§ **Data shown**

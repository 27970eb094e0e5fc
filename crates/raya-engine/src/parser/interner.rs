//! String interning for efficient token storage
//!
//! This module provides a string interner that deduplicates strings,
//! allowing us to use small integer symbols instead of owned strings.

use rustc_hash::FxHashMap;
use std::num::NonZeroU32;

/// An interned string symbol (32-bit index).
///
/// Symbols are small (4 bytes) and can be copied cheaply.
/// Use `Interner::resolve()` to get the actual string.
#[derive(Debug, Clone, Copy, PartialEq, Eq, Hash)]
pub struct Symbol(NonZeroU32);

impl Symbol {
    /// Create a symbol from a raw u32 (internal use only).
    #[inline]
    fn from_raw(raw: u32) -> Self {
        // Add 1 because NonZeroU32 cannot be 0
        Symbol(NonZeroU32::new(raw + 1).unwrap())
    }

    /// Get the raw index (internal use only).
    #[inline]
    fn to_raw(self) -> usize {
        (self.0.get() - 1) as usize
    }

    /// Create a dummy symbol (for error messages and tests)
    #[inline]
    pub const fn dummy() -> Self {
        // SAFETY: 1 is non-zero
        Symbol(unsafe { NonZeroU32::new_unchecked(1) })
    }
}

/// String interner that deduplicates strings.
///
/// Strings are stored once and referred to by small integer symbols.
/// This reduces memory usage and makes string comparison O(1).
#[derive(Clone)]
pub struct Interner {
    /// Map from string to symbol index
    map: FxHashMap<String, Symbol>,

    /// Vec of interned strings (indexed by symbol)
    strings: Vec<String>,
}

impl Interner {
    /// Create a new empty interner.
    pub fn new() -> Self {
        Self {
            map: FxHashMap::default(),
            strings: Vec::new(),
        }
    }

    /// Create a new interner with preallocated capacity.
    pub fn with_capacity(capacity: usize) -> Self {
        Self {
            map: FxHashMap::with_capacity_and_hasher(capacity, Default::default()),
            strings: Vec::with_capacity(capacity),
        }
    }

    /// Intern a string, returning its symbol.
    ///
    /// If the string was already interned, returns the existing symbol.
    /// Otherwise, allocates a new symbol and stores the string.
    pub fn intern(&mut self, s: &str) -> Symbol {
        if let Some(&sym) = self.map.get(s) {
            return sym;
        }

        let sym = Symbol::from_raw(self.strings.len() as u32);
        self.strings.push(s.to_string());
        self.map.insert(s.to_string(), sym);
        sym
    }

    /// Resolve a symbol back to its string.
    ///
    /// # Panics
    ///
    /// Panics if the symbol is invalid (not from this interner).
    #[inline]
    pub fn resolve(&self, sym: Symbol) -> &str {
        &self.strings[sym.to_raw()]
    }

    /// Get the number of interned strings.
    pub fn len(&self) -> usize {
        self.strings.len()
    }

    /// Check if the interner is empty.
    pub fn is_empty(&self) -> bool {
        self.strings.is_empty()
    }
}

impl Default for Interner {
    fn default() -> Self {
        Self::new()
    }
}
//! Generic Type Metadata for Reflection API
//!
//! Tracks generic type origins through monomorphization for runtime inspection.
//! When Raya compiles generic types like `Box<T>`, they become concrete types
//! like `Box_number` or `Box_string`. This module preserves that relationship.
//!
//! ## Native Call IDs (0x0DD0-0x0DDF)
//!
//! | ID     | Method                      | Description                          |
//! |--------|-----------------------------|------------------------------------- |
//! | 0x0DD0 | getGenericOrigin            | Get generic class name               |
//! | 0x0DD1 | getTypeParameters           | Get type parameter info              |
//! | 0x0DD2 | getTypeArguments            | Get actual type arguments            |
//! | 0x0DD3 | isGenericInstance           | Check if monomorphized               |
//! | 0x0DD4 | getGenericBase              | Get base generic class ID            |
//! | 0x0DD5 | findSpecializations         | Find all monomorphized versions      |

use std::collections::HashMap;

use super::introspection::TypeInfo;

/// Information about a type parameter in a generic definition
#[derive(Debug, Clone)]
pub struct GenericParameterInfo {
    /// Parameter name (e.g., "T", "K", "V")
    pub name: String,
    /// Position in the type parameter list (0-indexed)
    pub index: usize,
    /// Constraint on the type parameter (e.g., "extends Comparable")
    pub constraint: Option<TypeInfo>,
}

impl GenericParameterInfo {
    /// Create a new type parameter info
    pub fn new(name: String, index: usize) -> Self {
        Self {
            name,
            index,
            constraint: None,
        }
    }

    /// Create a type parameter with a constraint
    pub fn with_constraint(name: String, index: usize, constraint: TypeInfo) -> Self {
        Self {
            name,
            index,
            constraint: Some(constraint),
        }
    }
}

/// Complete information about a generic class
#[derive(Debug, Clone)]
pub struct GenericTypeInfo {
    /// Original generic name (e.g., "Box", "Map")
    pub name: String,
    /// Type parameters in order (e.g., ["T"] for Box<T>, ["K", "V"] for Map<K, V>)
    pub type_parameters: Vec<GenericParameterInfo>,
    /// Base generic class ID (if the generic definition was compiled)
    pub base_class_id: Option<usize>,
}

impl GenericTypeInfo {
    /// Create a new generic type info
    pub fn new(name: String) -> Self {
        Self {
            name,
            type_parameters: Vec::new(),
            base_class_id: None,
        }
    }

    /// Add a type parameter
    pub fn add_parameter(&mut self, name: String, constraint: Option<TypeInfo>) {
        let index = self.type_parameters.len();
        let param = if let Some(c) = constraint {
            GenericParameterInfo::with_constraint(name, index, c)
        } else {
            GenericParameterInfo::new(name, index)
        };
        self.type_parameters.push(param);
    }

    /// Set the base class ID
    pub fn with_base_class(mut self, class_id: usize) -> Self {
        self.base_class_id = Some(class_id);
        self
    }
}

/// Information about a monomorphized (specialized) class
#[derive(Debug, Clone)]
pub struct SpecializedTypeInfo {
    /// The specialized class ID (e.g., class ID for Box_number)
    pub class_id: usize,
    /// The specialized class name (e.g., "Box_number")
    pub class_name: String,
    /// Original generic name (e.g., "Box")
    pub generic_name: String,
    /// Type arguments in order (e.g., [TypeInfo(number)] for Box<number>)
    pub type_arguments: Vec<TypeInfo>,
}

impl SpecializedTypeInfo {
    /// Create new specialized type info
    pub fn new(
        class_id: usize,
        class_name: String,
        generic_name: String,
        type_arguments: Vec<TypeInfo>,
    ) -> Self {
        Self {
            class_id,
            class_name,
            generic_name,
            type_arguments,
        }
    }
}

/// Registry for tracking generic type relationships
///
/// This registry is populated during compilation when generic types are monomorphized.
/// It allows runtime inspection of generic type origins and specializations.
#[derive(Debug, Default)]
pub struct GenericTypeRegistry {
    /// Generic definitions: generic name -> GenericTypeInfo
    generics: HashMap<String, GenericTypeInfo>,
    /// Specialized classes: specialized class ID -> SpecializedTypeInfo
    specializations: HashMap<usize, SpecializedTypeInfo>,
    /// Reverse lookup: generic name -> list of specialized class IDs
    specialization_index: HashMap<String, Vec<usize>>,
}

impl GenericTypeRegistry {
    /// Create a new empty registry
    pub fn new() -> Self {
        Self {
            generics: HashMap::new(),
            specializations: HashMap::new(),
            specialization_index: HashMap::new(),
        }
    }

    /// Register a generic type definition
    pub fn register_generic(&mut self, info: GenericTypeInfo) {
        let name = info.name.clone();
        self.generics.insert(name.clone(), info);
        // Initialize the specialization index for this generic
        self.specialization_index.entry(name).or_default();
    }

    /// Register a specialized (monomorphized) type
    pub fn register_specialization(&mut self, info: SpecializedTypeInfo) {
        let generic_name = info.generic_name.clone();
        let class_id = info.class_id;

        self.specializations.insert(class_id, info);
        self.specialization_index
            .entry(generic_name)
            .or_default()
            .push(class_id);
    }

    /// Get generic type definition by name
    pub fn get_generic(&self, name: &str) -> Option<&GenericTypeInfo> {
        self.generics.get(name)
    }

    /// Get specialization info by class ID
    pub fn get_specialization(&self, class_id: usize) -> Option<&SpecializedTypeInfo> {
        self.specializations.get(&class_id)
    }

    /// Check if a class is a generic instance (monomorphized)
    pub fn is_generic_instance(&self, class_id: usize) -> bool {
        self.specializations.contains_key(&class_id)
    }

    /// Get the generic origin name for a specialized class
    pub fn get_generic_origin(&self, class_id: usize) -> Option<&str> {
        self.specializations
            .get(&class_id)
            .map(|s| s.generic_name.as_str())
    }

    /// Get type arguments for a specialized class
    pub fn get_type_arguments(&self, class_id: usize) -> Option<&[TypeInfo]> {
        self.specializations
            .get(&class_id)
            .map(|s| s.type_arguments.as_slice())
    }

    /// Get type parameters for a generic class
    pub fn get_type_parameters(&self, generic_name: &str) -> Option<&[GenericParameterInfo]> {
        self.generics
            .get(generic_name)
            .map(|g| g.type_parameters.as_slice())
    }

    /// Get base generic class ID
    pub fn get_generic_base(&self, generic_name: &str) -> Option<usize> {
        self.generics.get(generic_name).and_then(|g| g.base_class_id)
    }

    /// Find all specializations of a generic type
    pub fn find_specializations(&self, generic_name: &str) -> Vec<usize> {
        self.specialization_index
            .get(generic_name)
            .cloned()
            .unwrap_or_default()
    }

    /// Get all registered generic names
    pub fn generic_names(&self) -> impl Iterator<Item = &str> {
        self.generics.keys().map(|s| s.as_str())
    }

    /// Get count of registered generics
    pub fn generic_count(&self) -> usize {
        self.generics.len()
    }

    /// Get count of registered specializations
    pub fn specialization_count(&self) -> usize {
        self.specializations.len()
    }
}

/// Helper to parse a monomorphized class name and extract generic info
///
/// Convention: `GenericName_TypeArg1_TypeArg2` (e.g., `Box_number`, `Map_string_number`)
pub fn parse_monomorphized_name(class_name: &str) -> Option<(String, Vec<String>)> {
    // Find the first underscore that separates generic name from type args
    let parts: Vec<&str> = class_name.splitn(2, '_').collect();
    if parts.len() != 2 {
        return None;
    }

    let generic_name = parts[0].to_string();
    let type_args: Vec<String> = parts[1].split('_').map(|s| s.to_string()).collect();

    Some((generic_name, type_args))
}

/// Check if a class name looks like a monomorphized generic
pub fn looks_like_monomorphized(class_name: &str) -> bool {
    // Simple heuristic: contains underscore and first part is capitalized
    if let Some(idx) = class_name.find('_') {
        let prefix = &class_name[..idx];
        prefix.chars().next().is_some_and(|c| c.is_uppercase())
    } else {
        false
    }
}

§ **Requirement**
Repeat exactly the lines above from the one with "let index = self.type_parameters.len();" up to and including the one with "pub fn with_base_class(mut". No other line belongs in the reply.

§ **Task result**
        let index = self.type_parameters.len();
        let param = if let Some(c) = constraint {
            GenericParameterInfo::with_constraint(name, index, c)
        } else {
            GenericParameterInfo::new(name, index)
        };
        self.type_parameters.push(param);
    }

    /// Set the base class ID
    pub fn with_base_class(mut self, class_id: usize) -> Self {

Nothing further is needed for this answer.